Im getting really confused looking at past exam style questions evaluating contour integrals... Can anyone help me in the right direction to solve these..
(i) $\displaystyle\int_\gamma \frac{\sin z}{z^4}dz$ where $\gamma(t)=e^{it}$ and $0\leq t\leq2\pi $
(ii) $\displaystyle\int_\gamma \frac{1}{(z-1)(z+3)}dz$ where $\gamma(t)=2e^{it}$ and $0\leq t\leq 2\pi$
Let $\gamma$ be the unit circle in $\mathbb{C}$ transversed in the anti-clockwise direction.

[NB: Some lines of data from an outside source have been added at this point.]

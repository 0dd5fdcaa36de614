//! # 系统处理器

use axum::Json;
use serde_json::{Value, json};

/// Ping
pub async fn ping_handler() -> &'static str {
    "pong"
}

/// 健康检查
pub async fn health_check() -> Json<Value> {
    Json(json!({
        "status": "healthy",
        "service": "account-admin",
        "timestamp": chrono::Utc::now(),
    }))
}
//! # 前缀规范化策略
//!
//! 固定的域策略（前缀候选列表、默认标签、上传扩展名白名单），
//! 进程启动时构建一次，显式传入规范化和导入逻辑，不做全局可变状态。

use super::{AccountDraft, NetworkArea};

/// 给字段值加前缀
///
/// 空值保持为空；已带该前缀的值原样返回，不会重复加前缀。
#[must_use]
pub fn add_prefix(value: &str, prefix: &str) -> String {
    if value.is_empty() || value.starts_with(prefix) {
        value.to_string()
    } else {
        format!("{prefix}{value}")
    }
}

/// 按候选列表顺序剥离第一个匹配的前缀，无匹配时原样返回
///
/// 候选列表必须按前缀长度降序排列：`foc-` 是 `foc-d-` 的前缀，
/// 若先试 `foc-`，`foc-d-X` 会被错误剥成 `d-X`。
#[must_use]
pub fn strip_known_prefix(value: &str, candidates: &[&str]) -> String {
    for prefix in candidates {
        if let Some(rest) = value.strip_prefix(prefix) {
            return rest.to_string();
        }
    }
    value.to_string()
}

/// 字段规范化策略
#[derive(Debug, Clone)]
pub struct FieldPolicy {
    /// 账号前缀候选（所有区域账号前缀的并集，长度降序）
    account_candidates: Vec<&'static str>,
    /// 计算机名前缀候选（所有区域计算机名前缀的并集，长度降序）
    computer_candidates: Vec<&'static str>,
    /// 允许上传的扩展名
    pub allowed_extensions: &'static [&'static str],
    /// 默认账号状态
    pub default_status: &'static str,
}

impl Default for FieldPolicy {
    fn default() -> Self {
        Self::new()
    }
}

impl FieldPolicy {
    /// 构建固定策略
    #[must_use]
    pub fn new() -> Self {
        let mut account_candidates: Vec<&'static str> = Vec::new();
        let mut computer_candidates: Vec<&'static str> = Vec::new();
        for area in NetworkArea::ALL {
            let prefixes = area.prefixes();
            if !account_candidates.contains(&prefixes.account) {
                account_candidates.push(prefixes.account);
            }
            if !computer_candidates.contains(&prefixes.computer) {
                computer_candidates.push(prefixes.computer);
            }
        }
        // 最长匹配优先：确保 foc-d- 在 foc- 之前被尝试
        account_candidates.sort_by_key(|p| std::cmp::Reverse(p.len()));
        computer_candidates.sort_by_key(|p| std::cmp::Reverse(p.len()));

        Self {
            account_candidates,
            computer_candidates,
            allowed_extensions: &[".xlsx", ".xls"],
            default_status: "使用中",
        }
    }

    /// 规范化账号：先剥旧前缀，再加目标区域前缀
    #[must_use]
    pub fn normalize_account_number(&self, area: NetworkArea, value: &str) -> String {
        let stripped = strip_known_prefix(value.trim(), &self.account_candidates);
        add_prefix(&stripped, area.prefixes().account)
    }

    /// 规范化计算机名：先剥旧前缀，再加目标区域前缀
    #[must_use]
    pub fn normalize_computer_name(&self, area: NetworkArea, value: &str) -> String {
        let stripped = strip_known_prefix(value.trim(), &self.computer_candidates);
        add_prefix(&stripped, area.prefixes().computer)
    }

    /// 对一条账户数据做完整前缀规范化
    pub fn normalize(&self, draft: &mut AccountDraft) {
        draft.account_number =
            self.normalize_account_number(draft.network_area, &draft.account_number);
        draft.computer_name =
            self.normalize_computer_name(draft.network_area, &draft.computer_name);
        if draft.account_status.trim().is_empty() {
            draft.account_status = self.default_status.to_string();
        }
    }

    /// 文件名扩展名是否在白名单内（不区分大小写）
    #[must_use]
    pub fn is_allowed_file(&self, filename: &str) -> bool {
        let lower = filename.to_lowercase();
        self.allowed_extensions
            .iter()
            .any(|ext| lower.ends_with(ext))
    }
}
//! # 批量导入导出服务
//!
//! 导入整体在一个事务内执行：任何一行失败则全部回滚，不产生部分提交。

use super::accounts::{insert_with_asset_number, unwrap_txn_err};
use crate::error::{AdminError, Result};
use crate::normalizer::FieldPolicy;
use crate::sheet;
use entity::accounts;
use sea_orm::{DatabaseConnection, EntityTrait, QueryOrder, TransactionTrait};
use tracing::{info, warn};

/// 从上传的 Excel 文件导入账户，返回导入的记录数
pub async fn import_accounts(
    db: &DatabaseConnection,
    policy: &FieldPolicy,
    filename: &str,
    bytes: &[u8],
) -> Result<usize> {
    if !policy.is_allowed_file(filename) {
        warn!("拒绝不支持的上传文件: {filename}");
        return Err(AdminError::unsupported_file(
            "请上传Excel文件(.xlsx或.xls)",
        ));
    }

    let drafts = sheet::parse_workbook(bytes, policy)?;
    let count = drafts.len();

    db.transaction::<_, (), AdminError>(|txn| {
        Box::pin(async move {
            for draft in &drafts {
                insert_with_asset_number(txn, draft).await?;
            }
            Ok(())
        })
    })
    .await
    .map_err(unwrap_txn_err)?;

    info!("成功导入 {count} 条记录 (文件: {filename})");
    Ok(count)
}

/// 导出全部账户为 xlsx 字节流（id 升序）
pub async fn export_accounts(db: &DatabaseConnection) -> Result<Vec<u8>> {
    let records = accounts::Entity::find()
        .order_by_asc(accounts::Column::Id)
        .all(db)
        .await?;

    info!("导出 {} 条账户记录", records.len());
    sheet::write_accounts(&records)
}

(iii) $\displaystyle\int_\gamma \frac{\cos^2 z}{z^2}dz$
(iv) $\displaystyle\int_\gamma \frac{1}{(2z+1)(z+3)}dz$
Hints (look for the residue(s) at the pole(s) within the integration contour!):
$$\color{red}{(1)}\;\;\;\frac{\sin z}{z^4}=\frac1{z^4}\left(z-\frac{z^3}{3!}+\frac{z^5}{5!}-\ldots\right)=\frac1{z^3}-\frac1{6z}+\ldots$$
$$\color{red}{(2)}\;\;\;\frac1{(z+3)(z-1)}=\frac1{4(z-1)}\frac1{1+\frac{z-1}4}=\frac1{4(z-1)}\left(1-\frac{z-1}4+\frac{(z-1)^2}{16}+\ldots\right)=\ldots$$
$$\color{red}{(3)}\;\;\;\frac{\cos^2z}{z^2}=\frac1{z^2}\left(1-\frac{z^2}{2!}+\ldots\right)^2=\frac{1}{z^2}\left(1-z^2+\ldots\right)=\ldots$$
$$\color{red}{(4)}\;\;\;\frac{1}{(2z+1)(z+3)}=\frac12\frac1{z+\frac12}\cdot\frac25\frac1{1+\frac25\left(z+\frac12\right)}=$$
$$=\frac1{5\left(z+\frac12\right)}+\left(1-\frac{2}{5}\left(z+\frac12\right)+\frac4{25}\left(z+\frac12\right)^2-\ldots\right)=\ldots$$